The college is known for its liberal and scientific education, its elite status among the state's private colleges and universities, its 60 percent of graduates who go on to more-advanced education, its leaves in the fall that drop to green pathways, and the small creek that blends nature to the buildings.
Why come here is like asking why eat. Whitman has the recognized combination of rigorous academics with smart faculty and a tradition of the lifelong gift of education.
Even so, George Bridges can be excused for being surprised at becoming Whitman's 13th president. He is the former dean and vice provost of undergraduate education at the University of Washington, a Ph.D. in sociology and an academician with big university experience.
"Yes, I was surprised to be selected, but looking back on my first year here, I can't imagine being at a different place than Whitman," Bridges said.
He has an office that is airy, with windows covered just outside by a green curtain of leafy trees. The sun makes a small campus bigger because the place explodes with fall color. If it is a treasure, Bridges knows it is also an expensive treasure.
"Each year a family has a student here, they 'buy' a new luxury car," he said. "Tuition is $30,000 a year — call it $40,000 with the whole package. That's buying a fancy new car every year. We understand only a few families can do that, and we try to make sure deserving students come to Whitman no matter their finances. Even with tuition where it is, the college still adds $8,000 a year to the education of every student we have."
This is a place both serious and artfully irregular. Among its graduates are Seattle entrepreneur John Stanton and Adam West, TV's Batman. West is on campus today donating one of his paintings to the college on Visitation Day, when 200 college-bound seniors come to Whitman to eyeball an elite, four-year college with only 1,450 students taught by about 180 faculty.

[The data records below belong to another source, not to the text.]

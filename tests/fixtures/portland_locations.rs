//! Downtown Portland stops and street corners for trip-plan fixtures.
//!
//! Coordinates are rounded to five decimals so they survive a precision-5
//! polyline round trip unchanged.

/// A named location with coordinates.
#[derive(Debug, Clone)]
pub struct Location {
    pub name: &'static str,
    pub lat: f64,
    pub lng: f64,
}

impl Location {
    pub const fn new(name: &'static str, lat: f64, lng: f64) -> Self {
        Self { name, lat, lng }
    }

    pub fn coords(&self) -> (f64, f64) {
        (self.lat, self.lng)
    }
}

// ============================================================================
// Walk from Pioneer Square to the 14 bus stop
// ============================================================================

pub const WALK_TO_STOP: &[Location] = &[
    Location::new("Pioneer Courthouse Square", 45.51899, -122.67906),
    Location::new("SW Yamhill & 6th", 45.51852, -122.67853),
    Location::new("SW Taylor & 6th", 45.51794, -122.67924),
    Location::new("SW Main & 5th", 45.51723, -122.67811),
];

// ============================================================================
// Line 14 from SW Main & 5th across the Hawthorne Bridge
// ============================================================================

pub const BUS_14: &[Location] = &[
    Location::new("SW Main & 5th", 45.51723, -122.67811),
    Location::new("SW Madison & 4th", 45.51627, -122.67742),
    Location::new("SW Madison & 1st", 45.51539, -122.67380),
    Location::new("Hawthorne Bridge West", 45.51373, -122.67096),
    Location::new("Hawthorne Bridge East", 45.51257, -122.66641),
    Location::new("SE Hawthorne & Grand", 45.51231, -122.66103),
];

// ============================================================================
// Walk from SE Hawthorne & Grand to the destination
// ============================================================================

pub const WALK_TO_DESTINATION: &[Location] = &[
    Location::new("SE Hawthorne & Grand", 45.51231, -122.66103),
    Location::new("SE Hawthorne & 7th", 45.51232, -122.65855),
    Location::new("SE 7th & Madison", 45.51283, -122.65855),
];

pub fn coords(locations: &[Location]) -> Vec<(f64, f64)> {
    locations.iter().map(Location::coords).collect()
}
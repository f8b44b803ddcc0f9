//! Legacy Valhalla trip legs and multimodal sub-route partitioning.

use crate::document::{TripLeg, TripManeuver};
use crate::error::PolylineError;
use crate::maneuver::{Maneuver, TRANSIT_TRANSFER_CODE};
use crate::model::{Coordinate, Instruction, LineStyle, SubRoute};
use crate::polyline::{self, LEGACY_PRECISION};

/// YUV luma above which a route color counts as light.
pub const LIGHT_LUMA_THRESHOLD: f64 = 187.0;

#[derive(Debug, Clone, PartialEq)]
pub struct DecodedTripLeg {
    pub coordinates: Vec<Coordinate>,
    pub instructions: Vec<Instruction>,
    /// Empty unless partitioning was requested.
    pub sub_routes: Vec<SubRoute>,
}

/// Decodes a legacy leg into coordinates and leg-local instructions,
/// partitioning it by travel mode when `with_sub_routes` is set.
pub fn decode_trip_leg(leg: &TripLeg, with_sub_routes: bool) -> Result<DecodedTripLeg, PolylineError> {
    let points = polyline::decode(&leg.shape, LEGACY_PRECISION)?;
    let sub_routes = if with_sub_routes {
        partition(&points, &leg.maneuvers)
    } else {
        Vec::new()
    };
    Ok(DecodedTripLeg {
        coordinates: points.into_iter().map(Coordinate::from).collect(),
        instructions: leg.maneuvers.iter().map(convert_maneuver).collect(),
        sub_routes,
    })
}

fn convert_maneuver(maneuver: &TripManeuver) -> Instruction {
    Instruction {
        text: maneuver.instruction.clone(),
        distance: maneuver.length.unwrap_or_default(),
        time: maneuver.time,
        road: (!maneuver.street_names.is_empty()).then(|| maneuver.street_names.join(", ")),
        travel_type: maneuver.travel_type.clone(),
        index: maneuver.begin_shape_index,
        ..Instruction::new(Maneuver::from_code(maneuver.code))
    }
}

struct Partition {
    start: usize,
    travel_type: Option<String>,
    styles: Option<Vec<LineStyle>>,
}

/// Cuts `points` wherever the travel type changes or a transfer happens.
///
/// Neighbouring partitions share their boundary point, so dropping the first
/// point of every partition but the first gives back `points`.
pub fn partition(points: &[(f64, f64)], maneuvers: &[TripManeuver]) -> Vec<SubRoute> {
    let Some(last_index) = points.len().checked_sub(1) else {
        return Vec::new();
    };

    let mut partitions: Vec<Partition> = Vec::new();
    let mut last_travel_type: Option<Option<&str>> = None;
    for maneuver in maneuvers {
        let travel_type = maneuver.travel_type.as_deref();
        let changed = last_travel_type != Some(travel_type) || maneuver.code == TRANSIT_TRANSFER_CODE;
        last_travel_type = Some(travel_type);
        if !changed {
            continue;
        }

        let floor = partitions.last().map_or(0, |p| p.start);
        let start = maneuver.begin_shape_index.min(last_index).max(floor);
        let partition = Partition {
            start,
            travel_type: travel_type.map(str::to_string),
            styles: maneuver
                .transit_info
                .as_ref()
                .and_then(|info| info.color)
                .map(contrast_styles),
        };
        if partitions.last().is_some_and(|last| last.start == start) {
            partitions.pop();
        }
        partitions.push(partition);
    }

    if let Some(first) = partitions.first_mut() {
        first.start = 0;
    } else {
        partitions.push(Partition {
            start: 0,
            travel_type: None,
            styles: None,
        });
    }

    let ends: Vec<usize> = partitions
        .iter()
        .skip(1)
        .map(|p| p.start)
        .chain(std::iter::once(last_index))
        .collect();

    partitions
        .into_iter()
        .zip(ends)
        .map(|(partition, end)| SubRoute {
            coordinates: points[partition.start..=end]
                .iter()
                .copied()
                .map(Coordinate::from)
                .collect(),
            travel_type: partition.travel_type,
            styles: partition.styles,
        })
        .collect()
}

/// Outline chosen to contrast with `color`, then the color itself.
pub fn contrast_styles(color: u32) -> Vec<LineStyle> {
    let red = f64::from((color >> 16) & 0xff);
    let green = f64::from((color >> 8) & 0xff);
    let blue = f64::from(color & 0xff);
    let luma = 0.299 * red + 0.587 * green + 0.114 * blue;
    let outline = if luma > LIGHT_LUMA_THRESHOLD { "#000" } else { "#fff" };

    vec![
        LineStyle::new(outline, 0.8, 8.0),
        LineStyle::new(format!("#{:06x}", color & 0xff_ffff), 1.0, 6.0),
    ]
}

Bridges understands that elitism is not the perfect code word for Whitman. Asked for a description of the personality of the college, he says, "academic excellence combined with rock climbing."
"Senior year here is incredibly intense," Bridges said. "Each senior has to go before oral boards and each understands the demands of writing and thinking critically."
Whitman has recently launched a new major in the biomedical/biology field. It attracts scientific educators such as Dr. Ginger Withers, and also offers a full "Seminar in the West," for students to live in the American West.
Washington's private four-year colleges and universities deserve a place at the table with the public institutions, Bridges believes, but he doesn't know exactly how.
"We remain independent," he said, "but we are part of Washington's classroom. We are offering new scholarships for Latino students — here we are in a part of the state surrounded by a dynamic and smart Latino population of 30,000."
Asked about the differences between administering at the University of Washington and Whitman, Bridges begins with a story about meeting a student and watching her develop within herself the art of the essay. In his office, we could be on an island, a perfect island in a corner of Washington where the academy and the scaling of large mountains are one place.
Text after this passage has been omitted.